Every line containing the string "unwrap" is to be copied from the records.

**Saved data entries**
------------------------
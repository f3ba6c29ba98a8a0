// Licensed under the Apache License, Version 2.0 (the "License");
// you may not use this file except in compliance with the License.
// You may obtain a copy of the License at
//
//     http://www.apache.org/licenses/LICENSE-2.0
//
// Unless required by applicable law or agreed to in writing, software
// distributed under the License is distributed on an "AS IS" BASIS,
// WITHOUT WARRANTIES OR CONDITIONS OF ANY KIND, either express or implied.
// See the License for the specific language governing permissions and
// limitations under the License.

use std::fmt;
use std::str::FromStr;

use crate::prelude::*;

/// A printable reference to one object inside one daemon:
/// `PYRO:<object-id>@<location>`. The location is `host:port` for TCP
/// daemons and `./u:<path>` for unix-socket daemons.
#[derive(Debug, Clone, Hash, Eq, PartialEq)]
pub struct PyroUri {
    pub object_id: String,
    pub location: String,
}

impl PyroUri {
    pub fn new(object_id: impl Into<String>, location: impl Into<String>) -> Self {
        Self {
            object_id: object_id.into(),
            location: location.into(),
        }
    }
}

impl fmt::Display for PyroUri {
    fn fmt(&self, f: &mut fmt::Formatter) -> fmt::Result {
        write!(f, "PYRO:{}@{}", self.object_id, self.location)
    }
}

impl FromStr for PyroUri {
    type Err = anyhow::Error;

    fn from_str(s: &str) -> Result<Self> {
        let rest = s
            .strip_prefix("PYRO:")
            .ok_or_else(|| anyhow!(PyroError::Protocol(format!("invalid uri scheme: {s}"))))?;
        let (object_id, location) = rest
            .split_once('@')
            .ok_or_else(|| anyhow!(PyroError::Protocol(format!("invalid uri: {s}"))))?;
        if object_id.is_empty() || location.is_empty() {
            bail!(PyroError::Protocol(format!("invalid uri: {s}")));
        }
        Ok(Self::new(object_id, location))
    }
}

#[cfg(test)]
mod tests {
    use super::*;

    #[test]
    fn display_and_parse_round_trip() {
        let uri = PyroUri::new("obj_1234", "localhost:9090");
        let parsed: PyroUri = uri.to_string().parse().unwrap();
        assert_eq!(parsed, uri);
    }

    #[test]
    fn parse_accepts_unix_socket_locations() {
        let uri: PyroUri = "PYRO:Pyro.Daemon@./u:/tmp/pyrod.sock".parse().unwrap();
        assert_eq!(uri.object_id, "Pyro.Daemon");
        assert_eq!(uri.location, "./u:/tmp/pyrod.sock");
    }

    #[test]
    fn parse_rejects_garbage() {
        assert!("HTTP:foo@bar".parse::<PyroUri>().is_err());
        assert!("PYRO:missing-location".parse::<PyroUri>().is_err());
        assert!("PYRO:@nohost".parse::<PyroUri>().is_err());
        assert!("PYRO:noid@".parse::<PyroUri>().is_err());
    }
}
------------------------
**Response to this task**
        let parsed: PyroUri = uri.to_string().parse().unwrap();
        let uri: PyroUri = "PYRO:Pyro.Daemon@./u:/tmp/pyrod.sock".parse().unwrap();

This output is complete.